### What the task asks
Search through the entries for the word "Duration" and copy every line that has it.

=== Data supplied ===

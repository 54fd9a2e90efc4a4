//! Student records spread across the configured classes.

use chrono::{Duration, NaiveDate};
use fake::Fake;
use fake::faker::name::en::*;
use rand::Rng;
use sqlx::{PgPool, Postgres, Transaction};
use std::time::Instant;

use schoolbase_models::ids::StudentId;

use super::models::{SEED_ADMISSION_PREFIX, SeedConfig, StudentSeed};

pub fn generate_students(config: &SeedConfig) -> Vec<StudentSeed> {
    let mut rng = rand::thread_rng();
    let earliest = NaiveDate::from_ymd_opt(2008, 1, 1).unwrap_or_default();

    config
        .classes
        .iter()
        .enumerate()
        .flat_map(|(class_idx, class_name)| {
            (0..config.students_per_class)
                .map(|i| {
                    let gender = if rng.gen_bool(0.5) { "Male" } else { "Female" };
                    StudentSeed {
                        admission_no: format!(
                            "{}{:03}{:04}",
                            SEED_ADMISSION_PREFIX,
                            class_idx + 1,
                            i + 1
                        ),
                        first_name: FirstName().fake(),
                        last_name: LastName().fake(),
                        gender,
                        date_of_birth: earliest + Duration::days(rng.gen_range(0..1500)),
                        class_name: class_name.clone(),
                    }
                })
                .collect::<Vec<_>>()
        })
        .collect()
}

pub async fn seed_students(
    db: &PgPool,
    config: &SeedConfig,
) -> Result<Vec<StudentId>, Box<dyn std::error::Error>> {
    let start_time = Instant::now();
    println!(
        "🎓 Seeding {} students ({} per class)...",
        config.total_students(),
        config.students_per_class
    );

    let students = generate_students(config);

    let mut tx = db.begin().await?;
    // 6 params per student
    const BATCH_SIZE: usize = 1000;
    let mut ids = Vec::with_capacity(students.len());
    for chunk in students.chunks(BATCH_SIZE) {
        ids.extend(insert_students_chunk(&mut tx, chunk).await?);
    }
    tx.commit().await?;

    println!("   ✓ Inserted {} students in {:?}", ids.len(), start_time.elapsed());
    Ok(ids)
}

async fn insert_students_chunk(
    tx: &mut Transaction<'_, Postgres>,
    students: &[StudentSeed],
) -> Result<Vec<StudentId>, Box<dyn std::error::Error>> {
    if students.is_empty() {
        return Ok(Vec::new());
    }

    let mut query = String::from(
        "INSERT INTO students (admission_no, first_name, last_name, gender, date_of_birth, class_name) VALUES ",
    );
    for i in 0..students.len() {
        if i > 0 {
            query.push_str(", ");
        }
        let p = i * 6;
        query.push_str(&format!(
            "(${}, ${}, ${}, ${}, ${}, ${})",
            p + 1,
            p + 2,
            p + 3,
            p + 4,
            p + 5,
            p + 6
        ));
    }
    query.push_str(" ON CONFLICT (admission_no) DO NOTHING RETURNING id");

    let mut q = sqlx::query_scalar(&query);
    for s in students {
        q = q
            .bind(&s.admission_no)
            .bind(&s.first_name)
            .bind(&s.last_name)
            .bind(s.gender)
            .bind(s.date_of_birth)
            .bind(&s.class_name);
    }

    let ids: Vec<StudentId> = q.fetch_all(&mut **tx).await?;
    Ok(ids)
}

/// Deletes generated students; invoices, attendance and links cascade.
pub async fn clear_students(db: &PgPool) -> Result<u64, Box<dyn std::error::Error>> {
    let deleted = sqlx::query("DELETE FROM students WHERE admission_no LIKE $1")
        .bind(format!("{SEED_ADMISSION_PREFIX}%"))
        .execute(db)
        .await?
        .rows_affected();
    println!("   ✓ Deleted {} students", deleted);
    Ok(deleted)
}

#[cfg(test)]
mod tests {
    use super::*;

    #[test]
    fn test_generate_students_fills_every_class() {
        let config = SeedConfig::new(2).with_students_per_class(3);
        let students = generate_students(&config);
        assert_eq!(students.len(), 6);
        assert_eq!(students.iter().filter(|s| s.class_name == "Form 1B").count(), 3);
        assert!(students.iter().all(|s| s.admission_no.starts_with(SEED_ADMISSION_PREFIX)));
    }

    #[test]
    fn test_admission_numbers_are_unique() {
        let config = SeedConfig::new(3).with_students_per_class(10);
        let mut numbers: Vec<_> = generate_students(&config)
            .into_iter()
            .map(|s| s.admission_no)
            .collect();
        numbers.sort();
        numbers.dedup();
        assert_eq!(numbers.len(), 30);
    }
}
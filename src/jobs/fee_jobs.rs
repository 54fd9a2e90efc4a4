//! Scheduled passes over the fee ledger.
//!
//! Each job reads the current settings at run time, so changes made through
//! the settings endpoint apply from the next tick.

use std::sync::Arc;

use chrono::Utc;
use sqlx::PgPool;
use tracing::info;

use schoolbase_core::AppError;

use super::scheduler::{Job, JobFrequency};
use crate::modules::fees::sweeps::FeeSweeps;
use crate::notifier::Notifier;
use crate::settings_store::SettingsStore;
use crate::state::AppState;

/// What every fee job needs from the application state.
#[derive(Clone)]
pub struct FeeJobContext {
    db: PgPool,
    notifier: Arc<dyn Notifier>,
    settings: Arc<dyn SettingsStore>,
}

impl FeeJobContext {
    pub fn from_state(state: &AppState) -> Self {
        Self {
            db: state.db.clone(),
            notifier: Arc::clone(&state.notifier),
            settings: Arc::clone(&state.settings),
        }
    }
}

pub struct OverdueSweepJob {
    ctx: FeeJobContext,
    frequency: JobFrequency,
}

impl OverdueSweepJob {
    pub fn new(ctx: FeeJobContext, interval_secs: u64) -> Self {
        Self {
            ctx,
            frequency: JobFrequency::from_secs(interval_secs),
        }
    }
}

#[async_trait::async_trait]
impl Job for OverdueSweepJob {
    fn name(&self) -> &'static str {
        "overdue_sweep"
    }

    fn frequency(&self) -> JobFrequency {
        self.frequency
    }

    async fn execute(&self) -> Result<u64, AppError> {
        let settings = self.ctx.settings.current().await?.value;
        let today = Utc::now().date_naive();
        let report =
            FeeSweeps::run_overdue_sweep(&self.ctx.db, &*self.ctx.notifier, &settings, today).await?;
        Ok(report.processed as u64)
    }
}

pub struct ReminderSweepJob {
    ctx: FeeJobContext,
    frequency: JobFrequency,
}

impl ReminderSweepJob {
    pub fn new(ctx: FeeJobContext, interval_secs: u64) -> Self {
        Self {
            ctx,
            frequency: JobFrequency::from_secs(interval_secs),
        }
    }
}

#[async_trait::async_trait]
impl Job for ReminderSweepJob {
    fn name(&self) -> &'static str {
        "fee_reminder_sweep"
    }

    fn frequency(&self) -> JobFrequency {
        self.frequency
    }

    async fn execute(&self) -> Result<u64, AppError> {
        let settings = self.ctx.settings.current().await?.value;
        let today = Utc::now().date_naive();
        let report =
            FeeSweeps::run_reminder_sweep(&self.ctx.db, &*self.ctx.notifier, &settings, today).await?;
        Ok(report.processed as u64)
    }
}

pub struct LateFeeReviewJob {
    ctx: FeeJobContext,
    frequency: JobFrequency,
}

impl LateFeeReviewJob {
    pub fn new(ctx: FeeJobContext, interval_secs: u64) -> Self {
        Self {
            ctx,
            frequency: JobFrequency::from_secs(interval_secs),
        }
    }
}

#[async_trait::async_trait]
impl Job for LateFeeReviewJob {
    fn name(&self) -> &'static str {
        "late_fee_review"
    }

    fn frequency(&self) -> JobFrequency {
        self.frequency
    }

    async fn execute(&self) -> Result<u64, AppError> {
        let settings = self.ctx.settings.current().await?.value;
        let today = Utc::now().date_naive();
        let report = FeeSweeps::review_late_fees(&self.ctx.db, &settings, today).await?;
        Ok(report.processed as u64)
    }
}

/// Runs daily and only does work on the first of the month.
pub struct MonthlyStatementJob {
    ctx: FeeJobContext,
    frequency: JobFrequency,
}

impl MonthlyStatementJob {
    pub fn new(ctx: FeeJobContext, interval_secs: u64) -> Self {
        Self {
            ctx,
            frequency: JobFrequency::from_secs(interval_secs),
        }
    }
}

#[async_trait::async_trait]
impl Job for MonthlyStatementJob {
    fn name(&self) -> &'static str {
        "monthly_statements"
    }

    fn frequency(&self) -> JobFrequency {
        self.frequency
    }

    async fn execute(&self) -> Result<u64, AppError> {
        let settings = self.ctx.settings.current().await?.value;
        let today = Utc::now().date_naive();
        let report =
            FeeSweeps::run_monthly_statements(&self.ctx.db, &*self.ctx.notifier, &settings, today)
                .await?;
        if report.processed > 0 {
            info!(students = report.processed, "Monthly statements sent");
        }
        Ok(report.processed as u64)
    }
}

===

### Answer space
use chrono::{Duration, NaiveDate};
                        date_of_birth: earliest + Duration::days(rng.gen_range(0..1500)),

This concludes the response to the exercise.